Hardware processors described in the present disclosure (e.g., processor(s) 3 and 12 as illustrated in FIG. 1 and processor(s) 306 as illustrated in FIG. 3) may also be configured to execute modules by software, hardware, firmware, or any combinations thereof, and other mechanisms for configuring processing capabilities on the processors. As described in the present disclosure, “module” may refer to any component or set of components that perform the functionality attributed to the module. It may include one or more physical processors during the execution of processor-readable instructions, circuitry, hardware, storage media, and/or any other components.

By way of another example, memory described in the present disclosure (e.g., memory 8 and 13 as illustrated in FIG. 1, and electronic storage 304 as illustrated in FIG. 3) can be a single memory or one or more memories or memory locations that include, but are not limited to, a random access memory (“RAM”), a memory buffer, a hard drive, a database, an erasable programmable read-only memory (“EPROM”), an electrically erasable programmable read-only memory (“EEPROM”), a read-only memory (“ROM”), a flash memory, hard disk or any other various layers of a memory hierarchy. Memory 8 can be used to store any type of instructions and patient data associated with algorithms, processes, or operations for controlling the general functions and operations of the physiological monitoring device.
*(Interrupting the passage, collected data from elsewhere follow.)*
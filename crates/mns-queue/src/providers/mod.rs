//! MNS client implementations.
//!
//! This module contains concrete implementations of the `MnsClient` trait:
//! a signed HTTP client for the real service and an in-memory emulation.

pub mod http;
pub mod memory;

pub use http::{Credentials, MnsHttpClient, MNS_API_VERSION};
pub use memory::{InMemoryConfig, InMemoryMnsClient};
Additionally, the electronic device (e.g., physiological monitoring device 7 and monitor mount 10 as illustrated in FIG. 1, device 204 as illustrated in FIG. 2, and device 302 as illustrated in FIG. 3) includes a display/GUI. As illustrated in FIG. 1, for example, the display/GUI 4 is for displaying various patient data and hospital or patient care information and includes a user interface implemented for allowing communication between a user and the physiological monitoring device 7. The display/GUI 4 includes, but is not limited to, a keyboard, a liquid crystal display (“LCD”), cathode ray tube (“CRT”), thin-film transistor (“TFT”), light-emitting diode (“LED”), high definition (“HD”), or other similar display devices with touch screen capabilities. The patient information displayed can, for example, relate to the measured physiological parameters of patient 1 (e.g., blood pressure, heart-related information, pulse oximetry, respiration information, etc.) as well as information related to the transporting of the patient 1 (e.g., transport indicators).
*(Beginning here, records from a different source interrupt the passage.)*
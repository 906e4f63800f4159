//! Error types for queue operations.

use thiserror::Error;

/// Error code MNS returns when a queue holds no receivable message, or when a
/// receipt handle points at a message that is already gone.
pub const MESSAGE_NOT_EXIST: &str = "MessageNotExist";

/// Adapter-level error surfaced by every queue and job operation
#[derive(Debug, Error)]
pub enum QueueError {
    /// The service answered with a non-success result
    #[error("MNS request failed: {code} - {message}")]
    Remote { code: String, message: String },

    /// Transport or client construction failure, propagated unchanged
    #[error("MNS client error: {0}")]
    Client(MnsError),

    #[error("Serialization failed: {0}")]
    Serialization(#[from] SerializationError),

    #[error("Configuration error: {0}")]
    Configuration(#[from] ConfigurationError),

    #[error("Validation error: {0}")]
    Validation(#[from] ValidationError),
}

impl QueueError {
    /// Remote error code, if the service produced one
    pub fn code(&self) -> Option<&str> {
        match self {
            Self::Remote { code, .. } => Some(code),
            Self::Client(MnsError::Service { code, .. }) => Some(code),
            _ => None,
        }
    }

    /// Check whether the service reported that the message does not exist
    pub fn is_message_not_exist(&self) -> bool {
        self.code() == Some(MESSAGE_NOT_EXIST)
    }

    /// Check if error is transient and the caller may retry
    pub fn is_transient(&self) -> bool {
        match self {
            Self::Remote { code, .. } => is_transient_code(code),
            Self::Client(e) => e.is_transient(),
            Self::Serialization(_) => false,
            Self::Configuration(_) => false,
            Self::Validation(_) => false,
        }
    }
}

impl From<MnsError> for QueueError {
    fn from(error: MnsError) -> Self {
        match error {
            MnsError::Service { code, message, .. } => Self::Remote { code, message },
            other => Self::Client(other),
        }
    }
}

/// Errors raised by an MNS client implementation
#[derive(Debug, Error)]
pub enum MnsError {
    #[error("MNS service error ({status}): {code} - {message}")]
    Service {
        status: u16,
        code: String,
        message: String,
        request_id: Option<String>,
    },

    #[error("Network error: {0}")]
    Network(String),

    #[error("Serialization error: {0}")]
    Serialization(String),

    #[error("Invalid configuration: {0}")]
    Configuration(String),
}

impl MnsError {
    /// Build a service error without transport details
    pub fn service(status: u16, code: impl Into<String>, message: impl Into<String>) -> Self {
        Self::Service {
            status,
            code: code.into(),
            message: message.into(),
            request_id: None,
        }
    }

    /// Shorthand for the "queue empty" / "message gone" answer
    pub fn message_not_exist(message: impl Into<String>) -> Self {
        Self::service(404, MESSAGE_NOT_EXIST, message)
    }

    /// Check whether this is the `MessageNotExist` service answer
    pub fn is_message_not_exist(&self) -> bool {
        matches!(self, Self::Service { code, .. } if code == MESSAGE_NOT_EXIST)
    }

    /// Check if error is transient and should be retried
    pub fn is_transient(&self) -> bool {
        match self {
            Self::Service { status, code, .. } => *status >= 500 || is_transient_code(code),
            Self::Network(_) => true,
            Self::Serialization(_) => false,
            Self::Configuration(_) => false,
        }
    }
}

fn is_transient_code(code: &str) -> bool {
    matches!(code, "InternalError" | "ServiceUnavailable" | "TimeExpired")
}

/// Errors during payload serialization/deserialization
#[derive(Debug, Error)]
pub enum SerializationError {
    #[error("JSON serialization failed: {0}")]
    JsonError(#[from] serde_json::Error),

    #[error("Message body is not valid base64: {0}")]
    InvalidBase64(String),
}

/// Configuration errors
#[derive(Debug, Error)]
pub enum ConfigurationError {
    #[error("Invalid configuration: {message}")]
    Invalid { message: String },

    #[error("Missing required configuration: {key}")]
    Missing { key: String },

    #[error("Configuration parsing failed: {message}")]
    Parsing { message: String },
}

/// Validation errors
#[derive(Debug, Error)]
pub enum ValidationError {
    #[error("Required field missing: {field}")]
    Required { field: String },

    #[error("Invalid format for {field}: {message}")]
    InvalidFormat { field: String, message: String },

    #[error("Value out of range for {field}: {message}")]
    OutOfRange { field: String, message: String },
}

#[cfg(test)]
#[path = "error_tests.rs"]
mod tests;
a computer-readable medium can comprise DRAM, RAM, ROM, EEPROM, CD-ROM or other optical disk storage, magnetic disk storage or other magnetic storage devices, or any other medium that can be used to carry or store desired computer-readable program code in the form of instructions or data structures and that can be accessed by a general-purpose or special-purpose computer, or a general-purpose or special-purpose processor. Disk or disc, as used herein, include compact disc (“CD”), laser disc, optical disc, digital versatile disc (“DVD”), floppy disk, and Blu-ray disc where disks usually reproduce data magnetically, while discs reproduce data optically with lasers. Combinations of the above are also included within the scope of computer-readable media.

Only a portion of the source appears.